[WHAT TO DO] Search the data below, and report every line in which "hasher" occurs.
[[ DATA RECORDS open ]]
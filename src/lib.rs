pub mod chain;
pub mod error;
pub mod hasher;
pub mod node;
pub mod stat;

pub use chain::HashChain;
pub use chain::merkle::{EMPTY_HASH, MerkleTree, TreeConfig};
pub use error::{CapacityExceeded, Error, Result, VerificationFailure};
pub use hasher::{Blake3Hasher, Hasher};
pub use node::{Leaf, Node, Position};

/// Deterministic pseudo-random entry content for the `i`-th append of a measurement run.
pub fn entry_for(i: u64) -> String {
  format!("{:016x}", splitmix64(i))
}

pub fn splitmix64(x: u64) -> u64 {
  let mut z = x.wrapping_add(0x9e3779b97f4a7c15);
  z = (z ^ (z >> 30)).wrapping_mul(0xbf58476d1ce4e5b9);
  z = (z ^ (z >> 27)).wrapping_mul(0x94d049bb133111eb);
  z ^ (z >> 31)
}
[[ DATA RECORDS closed ]]
[SOLUTION]
pub mod hasher;
pub use hasher::{Blake3Hasher, Hasher};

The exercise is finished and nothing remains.